上文でのべた「自分の意念を誠実にする」というのは、自分で自分をごまかさないことである。たとえばだれもが臭いにおいを嫌うように悪いことはすなおに悪いとして追放し、美しい色を愛するように善いことはすなおに善いとして追及するのだ。そのようにすることが、われとわが心を満ちたりたものとすることになる。そこで、君子は必ず内なる己れ自身(意念)を慎んで修めるのである。

 つまらない凡人は、一人で人目につかぬ所にいると、悪事をはたらいてどんなことでもやってのける。さて立派な君子を見ると、そこではじめて蔽いをかけるように自分の悪事を隠して善いところを見せようとする。しかし人びとがそれを見とおすことは、まるでその肺臓や肝臓を見ぬくほどにも鋭いから、そんなことをしても何の役にもたたない。そこで、君子は必ず内なる己れ自身(意念)を慎んで修めるのである。

 曾子はこう言った、「おおぜいの目に見つめられている。おおぜいの手に指さされている、だれもいないと思ってはならぬ。ああ、畏れつつしむべきことだ」。財産ができると家屋もその恩沢をうけるように、内に徳ができると人の身体もその潤いをうける。心が公明正大であると肉体もおおらかになる。こういうのが、内面で誠実にしておれば外にもあらわれるということだ。そこで君子は必ず自分の意念を誠実にするのである。

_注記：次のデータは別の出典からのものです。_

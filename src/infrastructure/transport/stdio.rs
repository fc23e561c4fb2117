//! Line-delimited JSON-RPC over a child process's stdio.

use super::{ServerNotification, ToolTransport, TransportError};
use crate::config::ServerDescriptor;
use crate::infrastructure::rpc::RpcResponse;
use async_trait::async_trait;
use serde_json::{Value, json};
use std::collections::HashMap;
use std::process::Stdio;
use std::sync::Arc;
use std::sync::atomic::{AtomicU64, Ordering};
use tokio::io::{AsyncBufReadExt, AsyncWriteExt, BufReader, BufWriter};
use tokio::process::{Child, ChildStdin, ChildStdout, Command};
use tokio::sync::{Mutex as AsyncMutex, mpsc, oneshot};
use tracing::{debug, warn};

pub struct StdioTransport {
    inner: Arc<StdioInner>,
}

struct StdioInner {
    server_id: String,
    child: AsyncMutex<Option<Child>>,
    writer: AsyncMutex<Option<BufWriter<ChildStdin>>>,
    pending: AsyncMutex<HashMap<String, oneshot::Sender<Result<Value, TransportError>>>>,
    id_counter: AtomicU64,
    notices: mpsc::UnboundedSender<ServerNotification>,
}

impl StdioTransport {
    /// Spawn the server process and start the reader loop. Returns the
    /// transport and the receiver for server-pushed notifications.
    pub async fn spawn(
        descriptor: &ServerDescriptor,
    ) -> Result<(Self, mpsc::UnboundedReceiver<ServerNotification>), TransportError> {
        let mut command = Command::new(&descriptor.command);
        command
            .stdin(Stdio::piped())
            .stdout(Stdio::piped())
            .stderr(Stdio::inherit())
            .kill_on_drop(true);
        if !descriptor.args.is_empty() {
            command.args(&descriptor.args);
        }
        for (key, value) in &descriptor.env {
            command.env(key, value);
        }
        if let Some(dir) = &descriptor.working_dir {
            command.current_dir(dir);
        }

        let mut child = command.spawn().map_err(|source| TransportError::Spawn {
            server: descriptor.id.clone(),
            source,
        })?;

        let stdin = child.stdin.take().ok_or_else(|| TransportError::Transport {
            server: descriptor.id.clone(),
            message: "failed to capture server stdin".to_string(),
        })?;
        let stdout = child.stdout.take().ok_or_else(|| TransportError::Transport {
            server: descriptor.id.clone(),
            message: "failed to capture server stdout".to_string(),
        })?;

        let (notices, notice_rx) = mpsc::unbounded_channel();
        let inner = Arc::new(StdioInner {
            server_id: descriptor.id.clone(),
            child: AsyncMutex::new(Some(child)),
            writer: AsyncMutex::new(Some(BufWriter::new(stdin))),
            pending: AsyncMutex::new(HashMap::new()),
            id_counter: AtomicU64::new(1),
            notices,
        });

        let reader = Arc::clone(&inner);
        tokio::spawn(async move {
            reader.reader_loop(stdout).await;
        });

        Ok((Self { inner }, notice_rx))
    }
}

#[async_trait]
impl ToolTransport for StdioTransport {
    async fn request(&self, method: &str, params: Value) -> Result<Value, TransportError> {
        self.inner.request(method, params).await
    }

    async fn notify(&self, method: &str, params: Value) -> Result<(), TransportError> {
        let payload = json!({
            "jsonrpc": "2.0",
            "method": method,
            "params": params,
        });
        self.inner.write_message(&payload).await
    }

    async fn close(&self) {
        self.inner.reset().await;
    }
}

impl StdioInner {
    async fn request(&self, method: &str, params: Value) -> Result<Value, TransportError> {
        let id = self.next_id();
        let (tx, rx) = oneshot::channel();
        {
            let mut pending = self.pending.lock().await;
            pending.insert(id.clone(), tx);
        }

        let payload = json!({
            "jsonrpc": "2.0",
            "id": id,
            "method": method,
            "params": params,
        });
        if let Err(err) = self.write_message(&payload).await {
            self.pending.lock().await.remove(&id);
            return Err(err);
        }

        match rx.await {
            Ok(result) => result,
            Err(_) => Err(TransportError::Terminated {
                server: self.server_id.clone(),
            }),
        }
    }

    async fn reader_loop(self: Arc<Self>, stdout: ChildStdout) {
        let mut lines = BufReader::new(stdout).lines();
        while let Ok(item) = lines.next_line().await {
            match item {
                Some(raw) => {
                    let trimmed = raw.trim();
                    if trimmed.is_empty() {
                        continue;
                    }
                    if trimmed.starts_with('\u{1b}') {
                        debug!(
                            server = %self.server_id,
                            "skipping non-JSON ANSI log line from tool server"
                        );
                        continue;
                    }
                    match serde_json::from_str::<Value>(trimmed) {
                        Ok(value) => self.route_inbound(value).await,
                        Err(source) => {
                            warn!(
                                server = %self.server_id,
                                line = trimmed,
                                %source,
                                "received invalid JSON from tool server"
                            );
                        }
                    }
                }
                None => break,
            }
        }

        self.reset().await;
    }

    async fn route_inbound(&self, value: Value) {
        if let Some(id) = value.get("id").cloned() {
            if value.get("method").is_some() {
                self.handle_server_request(id, value).await;
            } else {
                self.handle_response(id, value).await;
            }
        } else if value.get("method").is_some() {
            let method = value
                .get("method")
                .and_then(Value::as_str)
                .unwrap_or_default()
                .to_string();
            let params = value.get("params").cloned().unwrap_or(Value::Null);
            debug!(server = %self.server_id, method = %method, "server notification");
            let _ = self.notices.send(ServerNotification { method, params });
        }
    }

    async fn handle_response(&self, id: Value, value: Value) {
        let key = match response_key(&id) {
            Some(key) => key,
            None => return,
        };

        let responder = {
            let mut pending = self.pending.lock().await;
            pending.remove(&key)
        };

        let Some(sender) = responder else {
            debug!(
                server = %self.server_id,
                response_id = %key,
                "received response for unknown request"
            );
            return;
        };

        if let Some(error) = value.get("error") {
            let code = error.get("code").and_then(Value::as_i64).unwrap_or(-32000);
            let message = error
                .get("message")
                .and_then(Value::as_str)
                .unwrap_or("unknown error")
                .to_string();
            let _ = sender.send(Err(TransportError::Rpc {
                server: self.server_id.clone(),
                code,
                message,
            }));
        } else {
            let result = value.get("result").cloned().unwrap_or(Value::Null);
            let _ = sender.send(Ok(result));
        }
    }

    async fn handle_server_request(&self, id: Value, value: Value) {
        let method = value
            .get("method")
            .and_then(Value::as_str)
            .unwrap_or_default();
        let response = match method {
            "ping" => RpcResponse::success(Some(id), json!({})),
            other => {
                warn!(
                    server = %self.server_id,
                    method = other,
                    "server sent unsupported request"
                );
                RpcResponse::method_not_found(Some(id), other)
            }
        };
        match serde_json::to_value(&response) {
            Ok(payload) => {
                if let Err(err) = self.write_message(&payload).await {
                    warn!(server = %self.server_id, %err, "failed to answer server request");
                }
            }
            Err(source) => {
                warn!(server = %self.server_id, %source, "failed to encode response");
            }
        }
    }

    async fn write_message(&self, message: &Value) -> Result<(), TransportError> {
        let encoded =
            serde_json::to_string(message).map_err(|source| TransportError::InvalidJson {
                server: self.server_id.clone(),
                source,
            })?;

        let mut writer = self.writer.lock().await;
        let stream = writer.as_mut().ok_or_else(|| TransportError::Terminated {
            server: self.server_id.clone(),
        })?;
        stream
            .write_all(encoded.as_bytes())
            .await
            .map_err(|source| TransportError::Transport {
                server: self.server_id.clone(),
                message: source.to_string(),
            })?;
        stream
            .write_all(b"\n")
            .await
            .map_err(|source| TransportError::Transport {
                server: self.server_id.clone(),
                message: source.to_string(),
            })?;
        stream
            .flush()
            .await
            .map_err(|source| TransportError::Transport {
                server: self.server_id.clone(),
                message: source.to_string(),
            })?;
        Ok(())
    }

    async fn reset(&self) {
        {
            let mut writer = self.writer.lock().await;
            *writer = None;
        }

        let mut child = self.child.lock().await;
        if let Some(mut running) = child.take() {
            if let Err(err) = running.kill().await {
                debug!(
                    server = %self.server_id,
                    %err,
                    "failed to kill tool server process (may have already exited)"
                );
            }
            let _ = running.wait().await;
        }
        drop(child);

        let mut pending = self.pending.lock().await;
        for (_, sender) in pending.drain() {
            let _ = sender.send(Err(TransportError::Terminated {
                server: self.server_id.clone(),
            }));
        }
    }

    fn next_id(&self) -> String {
        let id = self.id_counter.fetch_add(1, Ordering::SeqCst);
        format!("req-{id}")
    }
}

fn response_key(id: &Value) -> Option<String> {
    match id {
        Value::String(value) => Some(value.clone()),
        Value::Number(num) => Some(num.to_string()),
        _ => None,
    }
}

 『詩経』には「あの淇の川のくまを見れば、緑の竹が美しく茂っている。その竹のようにすばらしい才能ゆたかな君子は、まるで細工師が切りこんだうえにやすりをかけ、たたいたうえにすり磨くように、どこまでも修養する。慎しみ深くみやびやかで、はれやかに輝かしい。ゆたかな才能の君子は、いつまでも忘れられない」とうたわれている。「切りこんだうえにやすりをかけるよう」というのは、人について学ぶことを言ったのである。「たたいたうえにすり磨くよう」というのは、自ら反省して修養することである。「慎しみ深くみやびやか」というのは、気高く礼儀正しいありさまである。「ゆたかな才能の君子は、いつまでも忘れられない」というのは、盛んな徳をそなえて最高の善におちつく人は、民衆にとって忘れることができないというのである。

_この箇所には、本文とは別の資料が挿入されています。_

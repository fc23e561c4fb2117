//! JSON-RPC over HTTP POST with a server-sent-event response stream.
//!
//! The session opens an event stream on the descriptor url; the first
//! `endpoint` event names the POST target for outbound frames, and every
//! subsequent `message` event carries one JSON-RPC frame from the server.

use super::{ServerNotification, ToolTransport, TransportError};
use crate::config::ServerDescriptor;
use crate::infrastructure::rpc::RpcResponse;
use async_trait::async_trait;
use futures::StreamExt;
use reqwest_eventsource::{Event, EventSource};
use serde_json::{Value, json};
use std::collections::HashMap;
use std::sync::Arc;
use std::sync::atomic::{AtomicU64, Ordering};
use tokio::sync::{Mutex as AsyncMutex, mpsc, oneshot};
use tokio::task::JoinHandle;
use tracing::{debug, warn};

pub struct SseTransport {
    inner: Arc<SseInner>,
}

struct SseInner {
    server_id: String,
    http: reqwest::Client,
    post_url: AsyncMutex<Option<reqwest::Url>>,
    pending: AsyncMutex<HashMap<String, oneshot::Sender<Result<Value, TransportError>>>>,
    id_counter: AtomicU64,
    notices: mpsc::UnboundedSender<ServerNotification>,
    pump: AsyncMutex<Option<JoinHandle<()>>>,
}

impl SseTransport {
    /// Open the event stream and wait for the server to announce its POST
    /// endpoint. Callers bound the overall wait with their connect timeout.
    pub async fn connect(
        descriptor: &ServerDescriptor,
    ) -> Result<(Self, mpsc::UnboundedReceiver<ServerNotification>), TransportError> {
        let url = descriptor
            .url
            .as_deref()
            .ok_or_else(|| TransportError::NotConfigured {
                server: descriptor.id.clone(),
            })?;
        let base = reqwest::Url::parse(url).map_err(|err| TransportError::Handshake {
            server: descriptor.id.clone(),
            message: format!("invalid endpoint url '{url}': {err}"),
        })?;

        let (notices, notice_rx) = mpsc::unbounded_channel();
        let inner = Arc::new(SseInner {
            server_id: descriptor.id.clone(),
            http: reqwest::Client::new(),
            post_url: AsyncMutex::new(None),
            pending: AsyncMutex::new(HashMap::new()),
            id_counter: AtomicU64::new(1),
            notices,
            pump: AsyncMutex::new(None),
        });

        let mut stream = EventSource::get(base.clone());

        // The endpoint announcement must arrive before any request can go out.
        loop {
            match stream.next().await {
                Some(Ok(Event::Open)) => continue,
                Some(Ok(Event::Message(message))) if message.event == "endpoint" => {
                    let endpoint =
                        base.join(message.data.trim())
                            .map_err(|err| TransportError::Handshake {
                                server: descriptor.id.clone(),
                                message: format!("invalid endpoint announcement: {err}"),
                            })?;
                    let mut post_url = inner.post_url.lock().await;
                    *post_url = Some(endpoint);
                    break;
                }
                Some(Ok(Event::Message(message))) => {
                    debug!(
                        server = %descriptor.id,
                        event = %message.event,
                        "ignoring pre-endpoint event"
                    );
                }
                Some(Err(err)) => {
                    return Err(TransportError::Handshake {
                        server: descriptor.id.clone(),
                        message: format!("event stream failed before endpoint: {err}"),
                    });
                }
                None => {
                    return Err(TransportError::Handshake {
                        server: descriptor.id.clone(),
                        message: "event stream closed before endpoint announcement".to_string(),
                    });
                }
            }
        }

        let pump_inner = Arc::clone(&inner);
        let handle = tokio::spawn(async move {
            pump_inner.pump_events(stream).await;
        });
        {
            let mut pump = inner.pump.lock().await;
            *pump = Some(handle);
        }

        Ok((Self { inner }, notice_rx))
    }
}

#[async_trait]
impl ToolTransport for SseTransport {
    async fn request(&self, method: &str, params: Value) -> Result<Value, TransportError> {
        let id = self.inner.next_id();
        let (tx, rx) = oneshot::channel();
        {
            let mut pending = self.inner.pending.lock().await;
            pending.insert(id.clone(), tx);
        }

        let payload = json!({
            "jsonrpc": "2.0",
            "id": id,
            "method": method,
            "params": params,
        });
        if let Err(err) = self.inner.post(&payload).await {
            self.inner.pending.lock().await.remove(&id);
            return Err(err);
        }

        match rx.await {
            Ok(result) => result,
            Err(_) => Err(TransportError::Terminated {
                server: self.inner.server_id.clone(),
            }),
        }
    }

    async fn notify(&self, method: &str, params: Value) -> Result<(), TransportError> {
        let payload = json!({
            "jsonrpc": "2.0",
            "method": method,
            "params": params,
        });
        self.inner.post(&payload).await
    }

    async fn close(&self) {
        self.inner.shutdown().await;
    }
}

impl SseInner {
    async fn pump_events(self: Arc<Self>, mut stream: EventSource) {
        while let Some(event) = stream.next().await {
            match event {
                Ok(Event::Open) => {}
                Ok(Event::Message(message)) => {
                    match serde_json::from_str::<Value>(&message.data) {
                        Ok(value) => self.route_inbound(value).await,
                        Err(source) => {
                            warn!(
                                server = %self.server_id,
                                %source,
                                "received invalid JSON over event stream"
                            );
                        }
                    }
                }
                Err(err) => {
                    warn!(server = %self.server_id, %err, "event stream failed");
                    break;
                }
            }
        }
        stream.close();
        self.fail_pending().await;
    }

    async fn route_inbound(&self, value: Value) {
        if let Some(id) = value.get("id").cloned() {
            if value.get("method").is_some() {
                self.handle_server_request(id, value).await;
            } else {
                self.handle_response(id, value).await;
            }
        } else if value.get("method").is_some() {
            let method = value
                .get("method")
                .and_then(Value::as_str)
                .unwrap_or_default()
                .to_string();
            let params = value.get("params").cloned().unwrap_or(Value::Null);
            let _ = self.notices.send(ServerNotification { method, params });
        }
    }

    async fn handle_response(&self, id: Value, value: Value) {
        let key = match &id {
            Value::String(s) => s.clone(),
            Value::Number(n) => n.to_string(),
            _ => return,
        };

        let responder = {
            let mut pending = self.pending.lock().await;
            pending.remove(&key)
        };
        let Some(sender) = responder else {
            debug!(server = %self.server_id, response_id = %key, "response for unknown request");
            return;
        };

        if let Some(error) = value.get("error") {
            let code = error.get("code").and_then(Value::as_i64).unwrap_or(-32000);
            let message = error
                .get("message")
                .and_then(Value::as_str)
                .unwrap_or("unknown error")
                .to_string();
            let _ = sender.send(Err(TransportError::Rpc {
                server: self.server_id.clone(),
                code,
                message,
            }));
        } else {
            let result = value.get("result").cloned().unwrap_or(Value::Null);
            let _ = sender.send(Ok(result));
        }
    }

    async fn handle_server_request(&self, id: Value, value: Value) {
        let method = value
            .get("method")
            .and_then(Value::as_str)
            .unwrap_or_default();
        let response = match method {
            "ping" => RpcResponse::success(Some(id), json!({})),
            other => RpcResponse::method_not_found(Some(id), other),
        };
        match serde_json::to_value(&response) {
            Ok(payload) => {
                if let Err(err) = self.post(&payload).await {
                    warn!(server = %self.server_id, %err, "failed to answer server request");
                }
            }
            Err(source) => {
                warn!(server = %self.server_id, %source, "failed to encode response");
            }
        }
    }

    async fn post(&self, payload: &Value) -> Result<(), TransportError> {
        let url = {
            let post_url = self.post_url.lock().await;
            post_url.clone().ok_or_else(|| TransportError::Terminated {
                server: self.server_id.clone(),
            })?
        };

        let response = self
            .http
            .post(url)
            .json(payload)
            .send()
            .await
            .map_err(|err| TransportError::Transport {
                server: self.server_id.clone(),
                message: err.to_string(),
            })?;

        if !response.status().is_success() {
            return Err(TransportError::Transport {
                server: self.server_id.clone(),
                message: format!("endpoint returned HTTP {}", response.status()),
            });
        }
        Ok(())
    }

    async fn shutdown(&self) {
        {
            let mut pump = self.pump.lock().await;
            if let Some(handle) = pump.take() {
                handle.abort();
            }
        }
        {
            let mut post_url = self.post_url.lock().await;
            *post_url = None;
        }
        self.fail_pending().await;
    }

    async fn fail_pending(&self) {
        let mut pending = self.pending.lock().await;
        for (_, sender) in pending.drain() {
            let _ = sender.send(Err(TransportError::Terminated {
                server: self.server_id.clone(),
            }));
        }
    }

    fn next_id(&self) -> String {
        let id = self.id_counter.fetch_add(1, Ordering::SeqCst);
        format!("req-{id}")
    }
}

 『詩経』にはまた「ああ、前の代の王たちのことは、忘れられない」とうたわれている。君子(為政者)は王たちが賢者とした人を賢者として敬うとともに、また王たちの身内の人を身内として親愛し、庶民の方では王たちが楽しみとしたことを楽しむとともに、また王たちが利益としたことを利益として受け収め、こうして前の代の王たちのおかげでよく治まった。だからこそ、いつの代になっても忘れられないのである。みな意念を誠実にした人のことをほめた詩である。

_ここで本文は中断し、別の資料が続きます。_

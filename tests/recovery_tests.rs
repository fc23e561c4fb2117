//! Recovery manager: backoff reconnects, exhaustion, and catalog eviction.

mod common;

use common::{SimulatedConnector, SimulatedServer, descriptor, fast_config, harness};
use orrery::{ConnectionState, EventKind, GatewayEvent, InvokeContext, InvokeOutcome, LoadingMode};
use serde_json::json;
use std::sync::{Arc, Mutex};
use std::time::Duration;

#[tokio::test(start_paused = true)]
async fn a_transient_connect_failure_recovers_automatically() {
    let connector = SimulatedConnector::new();
    let server = SimulatedServer::new(vec![SimulatedServer::tool("echo", false)]);
    server.fail_next_connects(1);
    connector.register("sim", server);

    let h = harness(
        vec![descriptor("sim", &[])],
        Arc::clone(&connector),
        fast_config(),
    );

    let seen = Arc::new(Mutex::new(Vec::new()));
    let sink = Arc::clone(&seen);
    h.gateway.subscribe(EventKind::Recovery, move |event| {
        sink.lock().expect("sink lock").push(event.clone());
    });

    let report = h.gateway.start(LoadingMode::Full, None).await;
    assert_eq!(report.failed(), 1);
    assert_eq!(
        h.gateway.server_health("sim").expect("snapshot").state,
        ConnectionState::Error
    );

    // First reconnect fires after the base backoff delay (100ms here).
    tokio::time::sleep(Duration::from_secs(2)).await;

    let snapshot = h.gateway.server_health("sim").expect("snapshot");
    assert_eq!(snapshot.state, ConnectionState::Connected);
    assert_eq!(snapshot.recovery_attempts, 0, "success resets the counters");
    assert_eq!(snapshot.consecutive_failures, 0);

    // The reconnected server's catalog is live again.
    assert!(h.registry.resolve("echo").is_some());
    let outcome = h
        .gateway
        .invoke("echo", json!({}), InvokeContext::new())
        .await;
    assert!(outcome.is_success());

    assert!(seen
        .lock()
        .expect("sink lock")
        .iter()
        .any(|e| matches!(e, GatewayEvent::ServerRecovered { server_id, .. } if server_id == "sim")));
}

#[tokio::test(start_paused = true)]
async fn exhausted_recovery_disconnects_and_evicts_the_catalog() {
    let connector = SimulatedConnector::new();
    let server = SimulatedServer::new(vec![SimulatedServer::tool("echo", false)]);
    server.fail_next_connects(100);
    connector.register("sim", server);

    let h = harness(
        vec![descriptor("sim", &[])],
        Arc::clone(&connector),
        fast_config(), // max_attempts 3, delays 100/200/400ms, no jitter
    );

    let seen = Arc::new(Mutex::new(Vec::new()));
    let sink = Arc::clone(&seen);
    h.gateway.subscribe(EventKind::Recovery, move |event| {
        sink.lock().expect("sink lock").push(event.clone());
    });

    let report = h.gateway.start(LoadingMode::Full, None).await;
    assert_eq!(report.failed(), 1);

    tokio::time::sleep(Duration::from_secs(5)).await;

    let snapshot = h.gateway.server_health("sim").expect("snapshot");
    assert_eq!(
        snapshot.state,
        ConnectionState::Disconnected,
        "exhaustion is terminal"
    );
    assert_eq!(snapshot.recovery_attempts, 3);

    // The server's tools vanished with it.
    assert!(h.gateway.list_available_tools().is_empty());
    let outcome = h
        .gateway
        .invoke("echo", json!({}), InvokeContext::new())
        .await;
    assert!(matches!(outcome, InvokeOutcome::NotFound { .. }));

    let events = seen.lock().expect("sink lock");
    assert!(events
        .iter()
        .any(|e| matches!(e, GatewayEvent::RecoveryExhausted { server_id, attempts } if server_id == "sim" && *attempts == 3)));
}

#[tokio::test(start_paused = true)]
async fn a_probe_failure_triggers_recovery() {
    let connector = SimulatedConnector::new();
    let server = SimulatedServer::new(vec![SimulatedServer::tool("echo", false)]);
    connector.register("sim", server);

    let h = harness(
        vec![descriptor("sim", &[])],
        Arc::clone(&connector),
        fast_config(),
    );
    let report = h.gateway.start(LoadingMode::Full, None).await;
    assert_eq!(report.loaded(), 1);

    // The next probe fails, but the following reconnect succeeds.
    h.connector.server("sim").set_ping_ok(false);
    let check = h.gateway.check_server("sim").await.expect("known server");
    assert!(!check.success);
    assert_eq!(
        h.gateway.server_health("sim").expect("snapshot").state,
        ConnectionState::Error
    );

    h.connector.server("sim").set_ping_ok(true);
    tokio::time::sleep(Duration::from_secs(2)).await;

    assert_eq!(
        h.gateway.server_health("sim").expect("snapshot").state,
        ConnectionState::Connected
    );
}

#[tokio::test(start_paused = true)]
async fn removal_during_recovery_cancels_the_reconnect() {
    let connector = SimulatedConnector::new();
    let server = SimulatedServer::new(vec![SimulatedServer::tool("echo", false)]);
    server.fail_next_connects(100);
    connector.register("sim", server);

    let h = harness(
        vec![descriptor("sim", &[])],
        Arc::clone(&connector),
        fast_config(),
    );
    let report = h.gateway.start(LoadingMode::Full, None).await;
    assert_eq!(report.failed(), 1);

    assert!(h.gateway.remove_server("sim").await);
    assert!(h.gateway.server_health("sim").is_none());

    // No recovery task is left to resurrect the server.
    tokio::time::sleep(Duration::from_secs(5)).await;
    assert!(h.gateway.server_health("sim").is_none());
    assert!(h.gateway.list_available_tools().is_empty());
}

#[tokio::test(start_paused = true)]
async fn independent_servers_recover_independently() {
    let connector = SimulatedConnector::new();
    let healthy = SimulatedServer::new(vec![SimulatedServer::tool("get_time", false)]);
    let flaky = SimulatedServer::new(vec![SimulatedServer::tool("read_file", false)]);
    flaky.fail_next_connects(1);
    connector.register("clock", healthy);
    connector.register("files", flaky);

    let h = harness(
        vec![descriptor("clock", &[]), descriptor("files", &[])],
        Arc::clone(&connector),
        fast_config(),
    );

    let report = h.gateway.start(LoadingMode::Full, None).await;
    assert_eq!(report.loaded(), 1);
    assert_eq!(report.failed(), 1);

    // The healthy server is usable while its peer recovers.
    let outcome = h
        .gateway
        .invoke("get_time", json!({}), InvokeContext::new())
        .await;
    assert!(outcome.is_success());

    tokio::time::sleep(Duration::from_secs(2)).await;
    assert_eq!(
        h.gateway.server_health("files").expect("snapshot").state,
        ConnectionState::Connected
    );
    assert!(h.registry.resolve("read_file").is_some());
}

 康誥篇では「文王さまにはその徳をみごとに世界に輝かされた」と言われている。太甲篇では「湯王さまには天から降された輝かしい命令をかしこみ正しく従われた」と言われている。帝典篇では、「帝尭さまには偉大なその徳をみごとに世界に輝かされた」と言われている。いずれも自分で自分の徳を輝かせたことを述べたものである。

 湯王の水盤の銘文には、「まことに一日新鮮になり、日々に新しくなって、さらにまた日ごとに新しくなれ」とある。康誥篇では、「新しい活気のある民衆を育てよ」と言われている。『詩経』では、「周は古い国ではあるが、王朝の天命が降されたのはまだ新しい」とうたわれている。そこで、君子はどんなばあいでも個人的でも政治的でも新鮮であることを求めて最高の標準(最高善)に従っていく。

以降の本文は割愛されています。